(DATA EXTRACT Opens)
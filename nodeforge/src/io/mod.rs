//! Side-effecting operations: configuration, the generator process, GitHub
//! access, repository context, and run logs.

pub mod config;
pub mod context;
pub mod generator;
pub mod github;
pub mod process;
pub mod run_log;
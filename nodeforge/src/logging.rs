//! Development-time tracing.
//!
//! # Separation of Concerns
//!
//! - **Tracing (this module)**: diagnostics via `RUST_LOG`, output to stderr.
//!   Not persisted, not part of nodeforge product output.
//!
//! - **Run logging (`io/run_log`)**: product artifacts under the configured
//!   runs directory. Always written, unaffected by `RUST_LOG`.

use tracing_subscriber::{EnvFilter, fmt, layer::SubscriberExt, util::SubscriberInitExt};

/// Initialize the tracing subscriber.
///
/// Reads `RUST_LOG`, defaulting to `warn`. Output: stderr, compact format.
///
/// # Example
/// ```bash
/// RUST_LOG=nodeforge=debug nodeforge run --dry-run "add a pdf parser"
/// ```
pub fn init() {
    let filter = EnvFilter::try_from_default_env().unwrap_or_else(|_| EnvFilter::new("warn"));

    tracing_subscriber::registry()
        .with(filter)
        .with(fmt::layer().with_writer(std::io::stderr).compact())
        .init();
}
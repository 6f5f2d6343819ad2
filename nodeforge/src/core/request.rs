//! Generation request assembly.
//!
//! Pure: the same reconciled plan and context always render the same request.
//! Instruction text is derived from the layout and policy tables so the
//! generator is told exactly what the validator will enforce.

use std::sync::LazyLock;

use minijinja::{Environment, context};
use serde::Serialize;
use serde_json::Value;

use crate::core::identifier::IdPolicy;
use crate::core::policy::{POLICIES, Subject};
use crate::core::reconcile::{ExistingArtifactIndex, IdMapping};
use crate::core::schema::{ArtifactKind, artifact_dir};
use crate::core::types::ReconciledArtifact;
use crate::core::validator::ValidationError;

const INSTRUCTIONS_TEMPLATE: &str = include_str!("prompts/instructions.md");
const PROMPT_TEMPLATE: &str = include_str!("prompts/prompt.md");
const FEEDBACK_TEMPLATE: &str = include_str!("prompts/feedback.md");
const RESPONSE_SCHEMA: &str = include_str!("../../schemas/generator_response.schema.json");

static ENV: LazyLock<Environment<'static>> = LazyLock::new(|| {
    let mut env = Environment::new();
    env.add_template("instructions", INSTRUCTIONS_TEMPLATE)
        .expect("instructions template should be valid");
    env.add_template("prompt", PROMPT_TEMPLATE)
        .expect("prompt template should be valid");
    env.add_template("feedback", FEEDBACK_TEMPLATE)
        .expect("feedback template should be valid");
    env
});

/// JSON Schema every generator response must satisfy.
pub fn response_schema() -> Value {
    serde_json::from_str(RESPONSE_SCHEMA).expect("response schema should be valid JSON")
}

/// Everything the builder needs.
#[derive(Debug, Clone, Copy)]
pub struct RequestInputs<'a> {
    pub request: &'a str,
    pub policy: IdPolicy,
    pub plan: &'a [ReconciledArtifact],
    pub index: &'a ExistingArtifactIndex,
    pub mapping: &'a IdMapping,
    pub manifest: Option<&'a str>,
}

/// Fully rendered request for the generator.
#[derive(Debug, Clone, PartialEq, Serialize)]
pub struct GenerationRequest {
    pub instructions: String,
    pub prompt: String,
    pub response_schema: Value,
}

impl GenerationRequest {
    /// Instructions followed by the prompt, for single-channel generators.
    pub fn render(&self) -> String {
        format!("{}\n\n{}", self.instructions.trim_end(), self.prompt.trim_end())
    }

    /// Same request with the rejection of a previous attempt appended.
    pub fn with_feedback(&self, error: &ValidationError) -> Result<Self, minijinja::Error> {
        let feedback = ENV.get_template("feedback")?.render(context! {
            check => error.check.as_str(),
            violations => error.violations.iter().map(|violation| context! {
                rule => violation.rule.as_str(),
                path => violation.path.as_str(),
                detail => violation.detail.as_str(),
            }).collect::<Vec<_>>(),
        })?;
        Ok(Self {
            instructions: self.instructions.clone(),
            prompt: format!("{}\n{}", self.prompt.trim_end(), feedback.trim_end()),
            response_schema: self.response_schema.clone(),
        })
    }
}

#[derive(Serialize)]
struct LayoutEntry {
    kind: &'static str,
    dir: String,
    files: Vec<&'static str>,
}

#[derive(Serialize)]
struct RuleEntry {
    subject: String,
    allowed: &'static str,
    forbidden: Vec<&'static str>,
}

#[derive(Serialize)]
struct PlanEntry<'a> {
    action: &'static str,
    kind: &'static str,
    identifier: &'a str,
    label: Option<&'a str>,
    dir: String,
    previous_dir: Option<String>,
}

#[derive(Serialize)]
struct LabelEntry<'a> {
    id: &'a str,
    label: &'a str,
}

/// Render instructions and prompt for one request.
pub fn build_request(input: &RequestInputs<'_>) -> Result<GenerationRequest, minijinja::Error> {
    let layout: Vec<LayoutEntry> = [
        ArtifactKind::Node,
        ArtifactKind::Workflow,
        ArtifactKind::EmbeddedNode,
    ]
    .into_iter()
    .map(|kind| LayoutEntry {
        kind: kind.as_str(),
        dir: artifact_dir(kind, "<id>", None, None),
        files: kind
            .required_roles()
            .iter()
            .map(|role| role.file_name())
            .collect(),
    })
    .collect();

    let rules: Vec<RuleEntry> = POLICIES
        .iter()
        .map(|policy| RuleEntry {
            subject: match policy.subject {
                Subject::Role(role) => role.file_name().to_string(),
                Subject::Manifest => policy.subject.to_string(),
            },
            allowed: policy.allowed,
            forbidden: policy.forbidden.iter().map(|rule| rule.prohibition()).collect(),
        })
        .collect();

    let instructions = ENV.get_template("instructions")?.render(context! {
        layout => layout,
        policy => input.policy.to_string(),
        rules => rules,
    })?;

    let plan: Vec<PlanEntry> = input
        .plan
        .iter()
        .map(|artifact| PlanEntry {
            action: if artifact.is_new { "create" } else { "update" },
            kind: artifact.kind.as_str(),
            identifier: &artifact.identifier,
            label: artifact.label.as_deref(),
            dir: artifact.target_dir(),
            previous_dir: artifact
                .previous_dir()
                .filter(|previous| *previous != artifact.target_dir()),
        })
        .collect();
    let labels: Vec<LabelEntry> = input
        .mapping
        .iter()
        .map(|(id, label)| LabelEntry { id, label })
        .collect();
    let existing: Vec<String> = input.index.iter().map(ToString::to_string).collect();

    let prompt = ENV.get_template("prompt")?.render(context! {
        request => input.request.trim(),
        plan => plan,
        manifest => input.manifest.map(str::trim).filter(|raw| !raw.is_empty()),
        labels => labels,
        existing => existing,
    })?;

    Ok(GenerationRequest {
        instructions,
        prompt,
        response_schema: response_schema(),
    })
}
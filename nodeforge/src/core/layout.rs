//! Classification of repository-relative paths against the sanctioned layouts.

use std::fmt;

use crate::core::schema::{
    ArtifactKind, EMBEDDED_NODES_DIR, FileRole, ID_MAPPING_DIR, MANIFEST_PATH, NODES_DIR,
    WORKFLOWS_DIR, artifact_dir,
};

/// A recognized repository path.
#[derive(Debug, Clone, PartialEq, Eq)]
pub enum RepoPath {
    /// A required-role file of a node, workflow, or embedded node.
    Artifact(ArtifactPath),
    /// `flow-id-to-label/<identifier>.txt`.
    Label { identifier: String },
    /// `package.json`.
    Manifest,
}

/// Artifact file location parsed from a path.
#[derive(Debug, Clone, PartialEq, Eq)]
pub struct ArtifactPath {
    pub key: ArtifactKey,
    pub role: FileRole,
}

/// Identity of one artifact directory.
#[derive(Debug, Clone, PartialEq, Eq, PartialOrd, Ord, Hash)]
pub struct ArtifactKey {
    pub kind: ArtifactKind,
    pub identifier: String,
    /// Version segment as written (nodes only).
    pub version: Option<String>,
    /// Owning workflow (embedded nodes only).
    pub workflow: Option<String>,
}

impl ArtifactKey {
    pub fn dir(&self) -> String {
        artifact_dir(
            self.kind,
            &self.identifier,
            self.version.as_deref(),
            self.workflow.as_deref(),
        )
    }

    pub fn role_path(&self, role: FileRole) -> String {
        format!("{}/{}", self.dir(), role.file_name())
    }
}

/// Why a path is not conformant.
#[derive(Debug, Clone, PartialEq, Eq)]
pub enum PathError {
    /// Absolute, empty-segment, backslash, or dot-segment paths.
    Unsafe(&'static str),
    /// Not one of the sanctioned shapes.
    Unrecognized,
    /// Right directory shape, but the file is not a role of that kind.
    UnknownRole { kind: ArtifactKind, file: String },
}

impl fmt::Display for PathError {
    fn fmt(&self, f: &mut fmt::Formatter<'_>) -> fmt::Result {
        match self {
            PathError::Unsafe(reason) => write!(f, "unsafe path: {reason}"),
            PathError::Unrecognized => f.write_str(
                "path matches none of nodes/<id>/<version>/, workflows/<id>/, \
                 workflows/<id>/nodes/<id>/, flow-id-to-label/<id>.txt, package.json",
            ),
            PathError::UnknownRole { kind, file } => {
                write!(f, "'{file}' is not a required file of a {kind}")
            }
        }
    }
}

/// Parse a repository-relative path into its layout position.
pub fn parse_repo_path(path: &str) -> Result<RepoPath, PathError> {
    check_safe(path)?;
    let segments: Vec<&str> = path.split('/').collect();

    match segments.as_slice() {
        [file] if *file == MANIFEST_PATH => Ok(RepoPath::Manifest),
        [dir, file] if *dir == ID_MAPPING_DIR => match file.strip_suffix(".txt") {
            Some(identifier) if !identifier.is_empty() => Ok(RepoPath::Label {
                identifier: identifier.to_string(),
            }),
            _ => Err(PathError::Unrecognized),
        },
        [dir, id, version, file] if *dir == NODES_DIR => artifact(
            ArtifactKind::Node,
            id,
            Some(*version),
            None,
            file,
        ),
        [dir, id, file] if *dir == WORKFLOWS_DIR => {
            artifact(ArtifactKind::Workflow, id, None, None, file)
        }
        [dir, workflow, sub, id, file] if *dir == WORKFLOWS_DIR && *sub == EMBEDDED_NODES_DIR => {
            artifact(ArtifactKind::EmbeddedNode, id, None, Some(*workflow), file)
        }
        _ => Err(PathError::Unrecognized),
    }
}

fn artifact(
    kind: ArtifactKind,
    identifier: &str,
    version: Option<&str>,
    workflow: Option<&str>,
    file: &str,
) -> Result<RepoPath, PathError> {
    let role = kind
        .role_for_file(file)
        .ok_or_else(|| PathError::UnknownRole {
            kind,
            file: file.to_string(),
        })?;
    Ok(RepoPath::Artifact(ArtifactPath {
        key: ArtifactKey {
            kind,
            identifier: identifier.to_string(),
            version: version.map(str::to_string),
            workflow: workflow.map(str::to_string),
        },
        role,
    }))
}

fn check_safe(path: &str) -> Result<(), PathError> {
    if path.is_empty() {
        return Err(PathError::Unsafe("empty path"));
    }
    if path.starts_with('/') {
        return Err(PathError::Unsafe("absolute path"));
    }
    if path.contains('\\') {
        return Err(PathError::Unsafe("backslash separator"));
    }
    for segment in path.split('/') {
        match segment {
            "" => return Err(PathError::Unsafe("empty segment")),
            "." | ".." => return Err(PathError::Unsafe("dot segment")),
            _ if segment.trim() != segment => {
                return Err(PathError::Unsafe("segment with surrounding whitespace"));
            }
            _ => {}
        }
    }
    Ok(())
}
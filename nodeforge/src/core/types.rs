//! Shared deterministic types for the generation pipeline.
//!
//! These types define stable contracts between core components. They should not
//! depend on external state or I/O and must remain deterministic across runs.

use std::collections::BTreeMap;

use semver::Version;
use serde::{Deserialize, Serialize};

use crate::core::schema::{ArtifactKind, NODES_DIR, WORKFLOWS_DIR, artifact_dir};

/// Coarse classification of a generated file, derived from its path.
#[derive(Debug, Clone, Copy, PartialEq, Eq, Serialize)]
#[serde(rename_all = "lowercase")]
pub enum FileClass {
    Node,
    Workflow,
    Config,
}

impl FileClass {
    /// Classify by leading directory. Never taken from the generator.
    pub fn from_path(path: &str) -> Self {
        match path.split('/').next() {
            Some(WORKFLOWS_DIR) => FileClass::Workflow,
            Some(NODES_DIR) => FileClass::Node,
            _ => FileClass::Config,
        }
    }
}

/// A `{path, content}` pair exactly as returned by the generator.
#[derive(Debug, Clone, PartialEq, Eq, Serialize, Deserialize)]
pub struct RawFile {
    pub path: String,
    pub content: String,
}

/// Structured generator output.
#[derive(Debug, Clone, PartialEq, Eq, Serialize, Deserialize)]
pub struct GeneratorResponse {
    pub files: Vec<RawFile>,
    #[serde(default)]
    pub summary: Option<String>,
}

/// A file accepted by the validator. Its class is always derived from the
/// path, so it is never read back from serialized form.
#[derive(Debug, Clone, PartialEq, Eq, Serialize)]
pub struct GeneratedFile {
    pub path: String,
    pub content: String,
    #[serde(rename = "type")]
    pub class: FileClass,
}

impl GeneratedFile {
    pub fn new(path: impl Into<String>, content: impl Into<String>) -> Self {
        let path = path.into();
        let class = FileClass::from_path(&path);
        Self {
            path,
            content: content.into(),
            class,
        }
    }
}

/// Reconciler decision for one artifact the request creates or touches.
#[derive(Debug, Clone, PartialEq, Eq, Serialize, Deserialize)]
#[serde(rename_all = "camelCase")]
pub struct ReconciledArtifact {
    pub kind: ArtifactKind,
    pub identifier: String,
    pub is_new: bool,
    /// Version the generated files must use (nodes only).
    pub resolved_version: Option<Version>,
    /// Last-known version in the repository (node updates only).
    pub previous_version: Option<Version>,
    /// Human-readable label, when known.
    pub label: Option<String>,
}

impl ReconciledArtifact {
    /// Directory the generated files for this artifact must live in.
    pub fn target_dir(&self) -> String {
        let version = self.resolved_version.as_ref().map(Version::to_string);
        artifact_dir(self.kind, &self.identifier, version.as_deref(), None)
    }

    /// Directory the artifact's current files live in, for updates.
    pub fn previous_dir(&self) -> Option<String> {
        if self.is_new {
            return None;
        }
        let version = self.previous_version.as_ref().map(Version::to_string);
        if self.kind.is_versioned() && version.is_none() {
            return None;
        }
        Some(artifact_dir(
            self.kind,
            &self.identifier,
            version.as_deref(),
            None,
        ))
    }
}

/// Validated, immutable set of files ready for publishing. Only the validator
/// builds one.
#[derive(Debug, Clone, PartialEq, Eq, Serialize)]
pub struct ChangeSet {
    pub title: String,
    pub summary: String,
    /// Files ordered by path.
    pub files: Vec<GeneratedFile>,
    pub artifacts: Vec<ReconciledArtifact>,
}

/// Handle to an opened pull request.
#[derive(Debug, Clone, PartialEq, Eq, Serialize, Deserialize)]
pub struct PullRequest {
    pub url: String,
    pub number: u64,
}

/// Current repository content of files belonging to existing artifacts,
/// keyed by repository path.
#[derive(Debug, Clone, Default, PartialEq, Eq, Serialize, Deserialize)]
pub struct PriorSnapshot {
    files: BTreeMap<String, String>,
}

impl PriorSnapshot {
    pub fn new() -> Self {
        Self::default()
    }

    pub fn insert(&mut self, path: impl Into<String>, content: impl Into<String>) {
        self.files.insert(path.into(), content.into());
    }

    pub fn get(&self, path: &str) -> Option<&str> {
        self.files.get(path).map(String::as_str)
    }

    /// True if any file is recorded under `dir/`.
    pub fn has_dir(&self, dir: &str) -> bool {
        let prefix = format!("{}/", dir.trim_end_matches('/'));
        self.files
            .range(prefix.clone()..)
            .next()
            .is_some_and(|(path, _)| path.starts_with(&prefix))
    }

    pub fn len(&self) -> usize {
        self.files.len()
    }

    pub fn is_empty(&self) -> bool {
        self.files.is_empty()
    }
}
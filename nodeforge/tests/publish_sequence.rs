//! Publish sequence properties: strict ordering, halting on the first failed
//! step, and base-branch resolution.

use nodeforge::core::types::{ChangeSet, GeneratedFile};
use nodeforge::io::github::PullRequestDraft;
use nodeforge::publish::{Phase, PublishOptions, publish, publish_with_salt};
use nodeforge::test_support::{HostCall, RecordingHost, node_files};

fn five_file_change_set() -> ChangeSet {
    ChangeSet {
        title: "nodeforge: Add PDF parser".to_string(),
        summary: "Adds a node that extracts text from PDFs".to_string(),
        files: node_files("pdf-parser", "1.0.0")
            .into_iter()
            .map(|file| GeneratedFile::new(file.path, file.content))
            .collect(),
        artifacts: Vec::new(),
    }
}

fn options() -> PublishOptions {
    PublishOptions {
        branch_prefix: "nodeforge".to_string(),
        title_prefix: "nodeforge".to_string(),
        fallback_branch: "main".to_string(),
    }
}

fn kinds(calls: &[HostCall]) -> Vec<&'static str> {
    calls
        .iter()
        .map(|call| match call {
            HostCall::DefaultBranch => "default-branch",
            HostCall::BranchHead(_) => "branch-head",
            HostCall::CreateBranch { .. } => "create-branch",
            HostCall::CreateBlob(_) => "create-blob",
            HostCall::CreateTree { .. } => "create-tree",
            HostCall::CreateCommit { .. } => "create-commit",
            HostCall::UpdateBranch { .. } => "update-branch",
            HostCall::CreatePullRequest(_) => "create-pull-request",
        })
        .collect()
}

#[test]
fn steps_run_in_order_with_one_blob_per_file() {
    let host = RecordingHost::new().with_default_branch("trunk");
    let change_set = five_file_change_set();
    let report = publish_with_salt(&host, &change_set, &options(), "654321").expect("publish");

    assert_eq!(
        kinds(&host.calls()),
        vec![
            "default-branch",
            "branch-head",
            "create-branch",
            "create-blob",
            "create-blob",
            "create-blob",
            "create-blob",
            "create-blob",
            "create-tree",
            "create-commit",
            "update-branch",
            "create-pull-request",
        ]
    );
    assert_eq!(report.commit, "commit-sha");
    assert_eq!(report.pull_request.url, "https://github.test/acme/flows/pull/1");

    let calls = host.calls();
    let Some(HostCall::CreateTree { base_tree, entries }) = calls
        .iter()
        .find(|call| matches!(call, HostCall::CreateTree { .. }))
    else {
        panic!("tree not created");
    };
    assert_eq!(base_tree, "base-sha");
    let tree_paths: Vec<&str> = entries.iter().map(|entry| entry.path.as_str()).collect();
    let file_paths: Vec<&str> = change_set
        .files
        .iter()
        .map(|file| file.path.as_str())
        .collect();
    assert_eq!(tree_paths, file_paths);

    assert_eq!(
        calls.last(),
        Some(&HostCall::CreatePullRequest(PullRequestDraft {
            title: "nodeforge: Add PDF parser".to_string(),
            body: "Adds a node that extracts text from PDFs".to_string(),
            head: "nodeforge/add-pdf-parser-654321".to_string(),
            base: "trunk".to_string(),
        }))
    );
}

#[test]
fn third_blob_failure_halts_before_tree() {
    let host = RecordingHost::new().fail_on("create_blob", 3, "blob rejected");
    let change_set = five_file_change_set();
    let err = publish_with_salt(&host, &change_set, &options(), "7").expect_err("blob 3 fails");

    assert_eq!(err.phase, Phase::CreateBlob);
    assert_eq!(err.subject.as_deref(), Some(change_set.files[2].path.as_str()));
    assert_eq!(err.detail, "blob rejected");
    assert_eq!(err.branch.as_deref(), Some("nodeforge/add-pdf-parser-7"));
    assert_eq!(
        kinds(&host.calls()),
        vec![
            "default-branch",
            "branch-head",
            "create-branch",
            "create-blob",
            "create-blob",
            "create-blob",
        ]
    );
}

#[test]
fn pull_request_failure_is_reported_last() {
    let host = RecordingHost::new().fail_on("create_pull_request", 1, "A pull request already exists");
    let err = publish_with_salt(&host, &five_file_change_set(), &options(), "9")
        .expect_err("pr fails");
    assert_eq!(err.phase, Phase::CreatePullRequest);
    assert_eq!(err.to_string(), "Create PR failed: A pull request already exists");
    assert_eq!(host.calls().len(), 12);
}

#[test]
fn repository_without_default_branch_uses_fallback() {
    let host = RecordingHost::new();
    let report = publish(&host, &five_file_change_set(), &options()).expect("publish");
    assert_eq!(report.base_branch, "main");
    assert_eq!(host.calls()[1], HostCall::BranchHead("main".to_string()));

    let salt = report
        .branch
        .strip_prefix("nodeforge/add-pdf-parser-")
        .expect("prefix");
    assert_eq!(salt.len(), 6);
    assert!(salt.chars().all(|c| c.is_ascii_digit()));
}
(DATA EXTRACT Closes)
In the data above, start at the line that has "from a path.", stop after the line that has "pub fn role_path(&self, role: FileRole)", and print every line in between exactly as it stands.

# OUTPUT OF THE EXERCISE:
/// Artifact file location parsed from a path.
#[derive(Debug, Clone, PartialEq, Eq)]
pub struct ArtifactPath {
    pub key: ArtifactKey,
    pub role: FileRole,
}

/// Identity of one artifact directory.
#[derive(Debug, Clone, PartialEq, Eq, PartialOrd, Ord, Hash)]
pub struct ArtifactKey {
    pub kind: ArtifactKind,
    pub identifier: String,
    /// Version segment as written (nodes only).
    pub version: Option<String>,
    /// Owning workflow (embedded nodes only).
    pub workflow: Option<String>,
}

impl ArtifactKey {
    pub fn dir(&self) -> String {
        artifact_dir(
            self.kind,
            &self.identifier,
            self.version.as_deref(),
            self.workflow.as_deref(),
        )
    }

    pub fn role_path(&self, role: FileRole) -> String {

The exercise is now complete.